We assessed PBMC supernatants by EIA (CP) for production of IFN-γ in response to the same 4 HIV-1 antigens as in the LPA, as well as to vHIV. Fresh specimens were used from week 12 only, while cryopreserved cells were used for all time points. Fresh PBMCs from group B produced more IFN-γ than group A PBMCs in response to HIV-1 MN and the two HIV-1 peptide pools (Fig. 1a). Indeed, fresh PBMCs from group A produced detectable median IFN-γ in response to HIV-1 MN only. When cryopreserved PBMC samples were used, greater IFN-γ levels were produced in group B than in group A in response to HIV-1 MN only (group A, <10 ng/ml; group B, 113 ng/ml; P = 0.004), with loss of response to the peptide pools (Fig. 1b).

Our third approach to defining T-cell reactivity specific for HIV-1 was enumerating the number of IFN-γ-producing cells as detected by the ELISPOT assay.
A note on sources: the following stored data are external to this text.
/// Parse a PDDL problem file.
pub fn parse_problem(source: &str) -> PlannerResult<ProblemAst> {
    let sexp = read_sexp(source)?;
    let items = sexp.as_list()?;

    if items.first().map(Sexp::as_symbol).transpose()? != Some("define") {
        return Err(parse_error("problem file must start with (define ...)"));
    }

    let mut problem = ProblemAst {
        name: String::new(),
        domain: String::new(),
        objects: Vec::new(),
        init_atoms: Vec::new(),
        init_values: Vec::new(),
        goal: Condition::And(Vec::new()),
        metric_minimize_total_cost: false,
    };

    for item in &items[1..] {
        let section = item.as_list()?;
        match item.head() {
            Some("problem") => {
                problem.name = arg(section, 1, "problem name")?.as_symbol()?.to_string();
            }
            Some(":domain") => {
                problem.domain = arg(section, 1, "domain reference")?.as_symbol()?.to_string();
            }
            Some(":objects") => {
                problem.objects = parse_typed_list(&section[1..])?;
            }
            Some(":init") => {
                for entry in &section[1..] {
                    parse_init_entry(entry, &mut problem)?;
                }
            }
            Some(":goal") => {
                if section.len() != 2 {
                    return Err(parse_error("(:goal ...) takes exactly one condition"));
                }
                problem.goal = parse_condition(arg(section, 1, "goal condition")?)?;
            }
            Some(":metric") => {
                problem.metric_minimize_total_cost = parse_metric(&section[1..])?;
            }
            Some(other) => {
                return Err(PlannerError::Unsupported(format!(
                    "problem section '{other}'"
                )));
            }
            None => return Err(parse_error("malformed problem section")),
        }
    }

    Ok(problem)
}

/// Parse `name name - type name - type ...` into typed names; bare names
/// default to `object`.
fn parse_typed_list(items: &[Sexp]) -> PlannerResult<Vec<TypedName>> {
    let mut out = Vec::new();
    let mut pending: Vec<String> = Vec::new();
    let mut iter = items.iter();

    while let Some(item) = iter.next() {
        let symbol = item.as_symbol()?;
        if symbol == "-" {
            let ty = iter
                .next()
                .ok_or_else(|| parse_error("dangling '-' in typed list"))?
                .as_symbol()?
                .to_string();
            for name in pending.drain(..) {
                out.push(TypedName { name, ty: ty.clone() });
            }
        } else {
            pending.push(symbol.to_string());
        }
    }
    for name in pending {
        out.push(TypedName::untyped(name));
    }
    Ok(out)
}

fn parse_function_decls(items: &[Sexp]) -> PlannerResult<Vec<FunctionDecl>> {
    // Function declarations may carry `- number` annotations; strip them.
    let mut out = Vec::new();
    let mut iter = items.iter().peekable();
    while let Some(item) = iter.next() {
        if let Sexp::Symbol(s) = item {
            if s == "-" {
                iter.next(); // consume the result type
                continue;
            }
        }
        let parts = item.as_list()?;
        out.push(FunctionDecl {
            name: arg(parts, 0, "function name")?.as_symbol()?.to_string(),
            params: parse_typed_list(&parts[1..])?,
        });
    }
    Ok(out)
}

fn parse_action(section: &[Sexp]) -> PlannerResult<ActionAst> {
    let name = arg(section, 1, "action name")?.as_symbol()?.to_string();
    let mut parameters = Vec::new();
    let mut precondition = Condition::And(Vec::new());
    let mut effect = Effect::And(Vec::new());

    let mut i = 2;
    while i < section.len() {
        let keyword = section[i].as_symbol()?;
        let value = section
            .get(i + 1)
            .ok_or_else(|| parse_error(format!("missing value after '{keyword}'")))?;
        match keyword {
            ":parameters" => parameters = parse_typed_list(value.as_list()?)?,
            ":precondition" => precondition = parse_condition(value)?,
            ":effect" => effect = parse_effect(value)?,
            other => {
                return Err(PlannerError::Unsupported(format!(
                    "action keyword '{other}'"
                )));
            }
        }
        i += 2;
    }

    Ok(ActionAst {
        name,
        parameters,
        precondition,
        effect,
    })
}

fn parse_axiom(section: &[Sexp]) -> PlannerResult<AxiomAst> {
    if section.len() != 3 {
        return Err(parse_error("(:derived (head ...) body) takes two arguments"));
    }
    let head_parts = arg(section, 1, "axiom head")?.as_list()?;
    let predicate = arg(head_parts, 0, "axiom head predicate")?.as_symbol()?.to_string();
    let parameters = parse_typed_list(&head_parts[1..])?;
    let args = parameters
        .iter()
        .map(|p| TermAst::Variable(p.name.clone()))
        .collect();
    Ok(AxiomAst {
        head: AtomAst { predicate, args },
        parameters,
        body: parse_condition(&section[2])?,
    })
}

fn parse_term(item: &Sexp) -> PlannerResult<TermAst> {
    let symbol = item.as_symbol()?;
    if let Some(variable) = symbol.strip_prefix('?') {
        Ok(TermAst::Variable(variable.to_string()))
    } else {
        Ok(TermAst::Name(symbol.to_string()))
    }
}

fn parse_atom(items: &[Sexp]) -> PlannerResult<AtomAst> {
    Ok(AtomAst {
        predicate: arg(items, 0, "predicate name")?.as_symbol()?.to_string(),
        args: items[1..].iter().map(parse_term).collect::<PlannerResult<_>>()?,
    })
}

fn parse_numeric_expr(item: &Sexp) -> PlannerResult<NumericExprAst> {
    match item {
        Sexp::Number(value) => Ok(NumericExprAst::Number(*value)),
        Sexp::List(parts) => Ok(NumericExprAst::Apply(
            arg(parts, 0, "function name")?.as_symbol()?.to_string(),
            parts[1..]
                .iter()
                .map(parse_term)
                .collect::<PlannerResult<_>>()?,
        )),
        Sexp::Symbol(_) => Err(parse_error("expected a number or function application")),
    }
}

fn compare_op(symbol: &str) -> Option<CompareOpAst> {
    match symbol {
        "<" => Some(CompareOpAst::Lt),
        "<=" => Some(CompareOpAst::Le),
        ">=" => Some(CompareOpAst::Ge),
        ">" => Some(CompareOpAst::Gt),
        _ => None,
    }
}

fn parse_condition(item: &Sexp) -> PlannerResult<Condition> {
    let parts = item.as_list()?;
    if parts.is_empty() {
        return Ok(Condition::And(Vec::new()));
    }
    let head = parts[0].as_symbol()?;
    match head {
        "and" => Ok(Condition::And(
            parts[1..]
                .iter()
                .map(parse_condition)
                .collect::<PlannerResult<_>>()?,
        )),
        "not" => {
            if parts.len() != 2 {
                return Err(parse_error("(not ...) takes exactly one condition"));
            }
            Ok(Condition::Not(Box::new(parse_condition(&parts[1])?)))
        }
        "or" | "imply" | "exists" | "forall" => Err(PlannerError::Unsupported(format!(
            "'{head}' in conditions; the fragment expects conjunctions of literals"
        ))),
        "=" => {
            // Either object equality or a numeric comparison.
            if parts.len() == 3 && matches!(parts[1], Sexp::Symbol(_)) {
                Ok(Condition::Atom(parse_atom(parts)?))
            } else {
                Ok(Condition::Compare(
                    CompareOpAst::Eq,
                    parse_numeric_expr(arg(parts, 1, "comparison operand")?)?,
                    parse_numeric_expr(arg(parts, 2, "comparison operand")?)?,
                ))
            }
        }
        op if compare_op(op).is_some() => {
            let op = compare_op(op).ok_or_else(|| parse_error("comparison"))?;
            Ok(Condition::Compare(
                op,
                parse_numeric_expr(arg(parts, 1, "comparison operand")?)?,
                parse_numeric_expr(arg(parts, 2, "comparison operand")?)?,
            ))
        }
        _ => Ok(Condition::Atom(parse_atom(parts)?)),
    }
}

fn parse_effect(item: &Sexp) -> PlannerResult<Effect> {
    let parts = item.as_list()?;
    if parts.is_empty() {
        return Ok(Effect::And(Vec::new()));
    }
    let head = parts[0].as_symbol()?;
    match head {
        "and" => Ok(Effect::And(
            parts[1..]
                .iter()
                .map(parse_effect)
                .collect::<PlannerResult<_>>()?,
        )),
        "not" => {
            let atom_parts = parts
                .get(1)
                .ok_or_else(|| parse_error("(not ...) effect needs an atom"))?
                .as_list()?;
            Ok(Effect::Literal(parse_atom(atom_parts)?, true))
        }
        "when" => {
            if parts.len() != 3 {
                return Err(parse_error("(when condition effect) takes two arguments"));
            }
            Ok(Effect::When(
                parse_condition(arg(parts, 1, "when condition")?)?,
                Box::new(parse_effect(arg(parts, 2, "when effect")?)?),
            ))
        }
        "forall" => {
            if parts.len() != 3 {
                return Err(parse_error("(forall (vars) effect) takes two arguments"));
            }
            Ok(Effect::Forall(
                parse_typed_list(arg(parts, 1, "forall variables")?.as_list()?)?,
                Box::new(parse_effect(arg(parts, 2, "forall effect")?)?),
            ))
        }
        "increase" | "decrease" | "assign" => {
            let op = match head {
                "increase" => NumericOpAst::Increase,
                "decrease" => NumericOpAst::Decrease,
                _ => NumericOpAst::Assign,
            };
            let target = arg(parts, 1, "numeric effect target")?.as_list()?;
            Ok(Effect::Numeric(
                op,
                arg(target, 0, "function name")?.as_symbol()?.to_string(),
                target[1..]
                    .iter()
                    .map(parse_term)
                    .collect::<PlannerResult<_>>()?,
                parse_numeric_expr(arg(parts, 2, "numeric effect amount")?)?,
            ))
        }
        _ => Ok(Effect::Literal(parse_atom(parts)?, false)),
    }
}

fn parse_init_entry(entry: &Sexp, problem: &mut ProblemAst) -> PlannerResult<()> {
    let parts = entry.as_list()?;
    if parts.first().and_then(|s| s.as_symbol().ok()) == Some("=") {
        // (= (f args) number)
        let target = arg(parts, 1, "assignment target")?.as_list()?;
        let value = match arg(parts, 2, "assignment value")? {
            Sexp::Number(value) => *value,
            _ => return Err(parse_error("initial assignment value must be a number")),
        };
        let args = target[1..]
            .iter()
            .map(|a| Ok(a.as_symbol()?.to_string()))
            .collect::<PlannerResult<_>>()?;
        problem
            .init_values
            .push((arg(target, 0, "function name")?.as_symbol()?.to_string(), args, value));
        return Ok(());
    }
    problem.init_atoms.push(parse_atom(parts)?);
    Ok(())
}

fn parse_metric(items: &[Sexp]) -> PlannerResult<bool> {
    if items.len() == 2
        && items[0].as_symbol()? == "minimize"
        && items[1].head() == Some("total-cost")
    {
        return Ok(true);
    }
    Err(PlannerError::Unsupported(
        "only (:metric minimize (total-cost)) is supported".to_string(),
    ))
}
For this, we tested all 5 HIV-1 antigens. Figure 1a shows results from 4 antigens. Using fresh PBMC specimens, group B subjects had higher IFN-γ responses by ELISPOT assay than group A subjects for the PEN peptide pool, the p24 Gag antigen, and vHIV (P < 0.02). Although IFN-γ production was noted in response to all of the HIV-1 antigens with the cryopreserved specimens for both groups, the assay could differentiate between them only in response to vHIV (group A, 3.97 SFC/105 cells; group B, 15.2 SFC/105 cells; P = 0.037) (Fig. 1b). In a subset of seven subjects, we compared stimulation of IFN-γ production in the ELISPOT assay by coculturing both the fresh and cryopreserved PBMCs with autologous EBV-transformed B-LCLs acting as antigen-presenting cells to the response in the standard ELISPOT assay. The cumulative results show that there was a cell concentration-dependent increase in IFN-γ production in response to B-LCLs loaded with any of the 4 different HIV-1 antigens (vHIV, Gag pool, PEN, or HIV-1 MN) compared to the responses to antigens without B-LCLs. Figure 2 shows a comparison of the two assays using cryopreserved specimens obtained at week 12 and assayed using three different PBMC concentrations. Proportional T-cell reactivity decreased as the PBMC concentration increased, with the greatest T-cell response at the lowest concentration of PBMCs. Although there were significant differences between the results of the ELISPOT B-LCL and the standard ELISPOT assays, the ELISPOT B-LCL assay did not reveal significant differences in T-cell responses between the two study groups (data not shown).

FIG. 2.

FIG. 2.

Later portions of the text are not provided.